Date
21 October 2017
A study co-authored by Ma Jun predicts that export growth will be weak and imports will shrink. Photo: HKEJ
A study co-authored by Ma Jun predicts that export growth will be weak and imports will shrink. Photo: HKEJ

China central bank sees weaker economy ahead

The People’s Bank of China has revised downward slightly its estimate for the country’s economic growth to 7 percent this year from 7.1 percent, after the disappointing performance of the economy in the first half of the year.

It also slashed its estimate of inflation by 0.8 percentage point to 1.4 percent.
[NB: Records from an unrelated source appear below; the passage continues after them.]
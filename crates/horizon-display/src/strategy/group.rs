//! Grouping with synthesized group headers.

use std::any::Any;
use std::collections::{BTreeSet, HashMap, HashSet};
use std::sync::Arc;

use horizon_display_core::logging::targets;

use super::{Chain, ItemsStrategy, StrategyContext, StrategyKind};
use crate::item::{DisplayItem, GroupItem, GroupKey, ItemId};
use crate::record::Record;

/// Maps a record and its position to a group key.
pub type GroupFn<R> = Arc<dyn Fn(&R, usize) -> GroupKey + Send + Sync>;

/// Splits the layer below into groups, each led by a header item.
///
/// Groups appear in the order of their first member. Header items are
/// reused by key while the group exists. Without a handler the layer is
/// transparent.
pub struct GroupStrategy<R> {
    handler: Option<GroupFn<R>>,
    collapsed: BTreeSet<GroupKey>,
    headers: HashMap<GroupKey, ItemId>,
    cache: Option<Vec<ItemId>>,
    /// Position in the layer below of each cached item, `None` for headers.
    origin: Vec<Option<usize>>,
}

impl<R: Record> GroupStrategy<R> {
    pub fn new(handler: Option<GroupFn<R>>) -> Self {
        Self {
            handler,
            collapsed: BTreeSet::new(),
            headers: HashMap::new(),
            cache: None,
            origin: Vec::new(),
        }
    }

    pub fn handler(&self) -> Option<&GroupFn<R>> {
        self.handler.as_ref()
    }

    pub fn set_handler(&mut self, handler: Option<GroupFn<R>>) {
        self.handler = handler;
        self.cache = None;
    }

    /// Keys whose header is created collapsed.
    pub fn set_collapsed(&mut self, collapsed: BTreeSet<GroupKey>) {
        self.collapsed = collapsed;
    }

    /// Header of the group `key`, if the group currently exists.
    pub fn header(&self, key: &GroupKey) -> Option<ItemId> {
        self.headers.get(key).copied()
    }

    pub fn is_grouped(&self) -> bool {
        self.handler.is_some()
    }

    fn ensure(&mut self, source: &mut Chain<'_, R>, ctx: &mut StrategyContext<'_, R>) {
        if self.cache.is_some() {
            return;
        }
        let items = source.items(ctx).to_vec();
        let Some(handler) = self.handler.clone() else {
            self.origin = (0..items.len()).map(Some).collect();
            self.cache = Some(items);
            return;
        };

        let mut buckets: Vec<(GroupKey, Vec<usize>)> = Vec::new();
        let mut last_bucket: Option<usize> = None;
        for (index, &id) in items.iter().enumerate() {
            let key = ctx
                .arena
                .get(id)
                .and_then(DisplayItem::record)
                .map(|record| handler(record.as_ref(), index));
            // Pseudo-items stay with the group of the previous item.
            let key = match (key, last_bucket) {
                (Some(key), _) => key,
                (None, Some(bucket)) => buckets[bucket].0.clone(),
                (None, None) => GroupKey::Hidden,
            };
            let bucket = match buckets.iter().position(|(existing, _)| *existing == key) {
                Some(bucket) => bucket,
                None => {
                    buckets.push((key, Vec::new()));
                    buckets.len() - 1
                }
            };
            buckets[bucket].1.push(index);
            last_bucket = Some(bucket);
        }

        let mut used = HashSet::new();
        let mut cache = Vec::with_capacity(items.len() + buckets.len());
        let mut origin = Vec::with_capacity(items.len() + buckets.len());
        for (key, members) in buckets {
            let header = match self.headers.get(&key) {
                Some(&header) => header,
                None => {
                    let expanded = !self.collapsed.contains(&key);
                    let header = ctx
                        .arena
                        .insert(DisplayItem::Group(GroupItem::new(key.clone(), expanded)));
                    self.headers.insert(key.clone(), header);
                    header
                }
            };
            used.insert(key);
            cache.push(header);
            origin.push(None);
            for index in members {
                cache.push(items[index]);
                origin.push(Some(index));
            }
        }

        let arena = &mut *ctx.arena;
        self.headers.retain(|key, header| {
            let keep = used.contains(key);
            if !keep {
                arena.detach(*header);
            }
            keep
        });
        tracing::trace!(target: targets::STRATEGY, groups = self.headers.len(), "groups rebuilt");

        self.cache = Some(cache);
        self.origin = origin;
    }
}

impl<R: Record> ItemsStrategy<R> for GroupStrategy<R> {
    fn kind(&self) -> StrategyKind {
        StrategyKind::Group
    }

    fn items<'s>(&'s mut self, mut source: Chain<'s, R>, ctx: &mut StrategyContext<'_, R>) -> &'s [ItemId] {
        self.ensure(&mut source, ctx);
        self.cache.as_deref().unwrap_or(&[])
    }

    fn display_index(
        &mut self,
        index: usize,
        mut source: Chain<'_, R>,
        ctx: &mut StrategyContext<'_, R>,
    ) -> Option<usize> {
        let source_position = source.display_index(index, ctx)?;
        self.ensure(&mut source, ctx);
        self.origin
            .iter()
            .position(|&origin| origin == Some(source_position))
    }

    fn collection_index(
        &mut self,
        index: usize,
        mut source: Chain<'_, R>,
        ctx: &mut StrategyContext<'_, R>,
    ) -> Option<usize> {
        self.ensure(&mut source, ctx);
        let source_position = (*self.origin.get(index)?)?;
        source.collection_index(source_position, ctx)
    }

    fn invalidate(&mut self, mut source: Chain<'_, R>) {
        self.cache = None;
        source.invalidate();
    }

    fn reset(&mut self, mut source: Chain<'_, R>, ctx: &mut StrategyContext<'_, R>) {
        for (_, header) in self.headers.drain() {
            ctx.arena.detach(header);
        }
        self.cache = None;
        self.origin.clear();
        source.reset(ctx);
    }

    fn as_any(&self) -> &dyn Any {
        self
    }

    fn as_any_mut(&mut self) -> &mut dyn Any {
        self
    }
}

#[cfg(test)]
mod tests {
    use super::*;
    use crate::item::Expandable;
    use crate::record::MapRecord;
    use crate::strategy::testing::Fixture;
    use crate::strategy::{DirectStrategy, StrategyBox};

    fn by_group() -> GroupFn<MapRecord> {
        Arc::new(|record: &MapRecord, _: usize| match record.get("group").as_str() {
            Some(group) => GroupKey::from(group),
            None => GroupKey::Hidden,
        })
    }

    fn create_test_fixture() -> Fixture {
        Fixture::from_records(vec![
            MapRecord::new().with("id", "A").with("group", "g1"),
            MapRecord::new().with("id", "B").with("group", "g2"),
            MapRecord::new().with("id", "C").with("group", "g1"),
        ])
    }

    fn create_test_layers(handler: Option<GroupFn<MapRecord>>) -> Vec<StrategyBox<MapRecord>> {
        vec![Box::new(DirectStrategy::new(false)), Box::new(GroupStrategy::new(handler))]
    }

    #[test]
    fn test_groups_in_first_appearance_order() {
        let mut fx = create_test_fixture();
        let mut layers = create_test_layers(Some(by_group()));
        let items = fx.items(&mut layers);
        assert_eq!(fx.labels(&items), vec!["G(g1)", "A", "C", "G(g2)", "B"]);
    }

    #[test]
    fn test_headers_have_no_collection_index() {
        let mut fx = create_test_fixture();
        let mut layers = create_test_layers(Some(by_group()));
        let header = fx.with_ctx(|ctx| Chain::new(&mut layers).collection_index(0, ctx));
        let member = fx.with_ctx(|ctx| Chain::new(&mut layers).collection_index(2, ctx));
        let display = fx.with_ctx(|ctx| Chain::new(&mut layers).display_index(1, ctx));
        assert_eq!(header, None);
        assert_eq!(member, Some(2));
        assert_eq!(display, Some(4));
    }

    #[test]
    fn test_headers_are_reused_and_released() {
        let mut fx = create_test_fixture();
        let mut layers = create_test_layers(Some(by_group()));
        let before = fx.items(&mut layers);

        fx.source.remove(1);
        fx.with_ctx(|ctx| Chain::new(&mut layers).splice(1, 1, &[], ctx));
        let after = fx.items(&mut layers);

        assert_eq!(fx.labels(&after), vec!["G(g1)", "A", "C"]);
        assert_eq!(after[0], before[0]);
        assert!(fx.arena.is_detached(before[3]));
    }

    #[test]
    fn test_collapsed_groups_start_collapsed() {
        let mut fx = create_test_fixture();
        let mut group = GroupStrategy::new(Some(by_group()));
        group.set_collapsed(BTreeSet::from([GroupKey::from("g2")]));
        let mut layers: Vec<StrategyBox<MapRecord>> = vec![Box::new(DirectStrategy::new(false)), Box::new(group)];
        let items = fx.items(&mut layers);
        let expanded: Vec<bool> = [0, 3]
            .iter()
            .map(|&i| fx.arena.get(items[i]).and_then(DisplayItem::as_group).is_some_and(|g| g.is_expanded()))
            .collect();
        assert_eq!(expanded, vec![true, false]);
    }

    #[test]
    fn test_without_handler_is_transparent() {
        let mut fx = create_test_fixture();
        let mut layers = create_test_layers(None);
        let items = fx.items(&mut layers);
        assert_eq!(fx.labels(&items), vec!["A", "B", "C"]);
    }
}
However, the central bank expects the economy to perform better in the second half of the year, the Hong Kong Economic Journal reported, citing a study co-authored by Ma Jun, chief economist at the PBoC’s research bureau.

The study expects property development to begin to pick up in the second half, boosting infrastructure investment.

It projects 12.6 percent growth in fixed assets this year and 10.7 percent growth in retail sales.

The estimate for growth in exports, however, was slashed to 2.5 percent from 6.9 percent, and imports are expected to shrink 4.2 percent instead of expanding 5.1 percent.

George Leung, an adviser on strategy and economics for HSBC Asia Pacific, said China is facing mounting pressure from a sliding economy, potentially leading to another interest rate cut of 25 basis points (0.25 percentage point). 

Translation by Vey Wong

[Chinese version中文版]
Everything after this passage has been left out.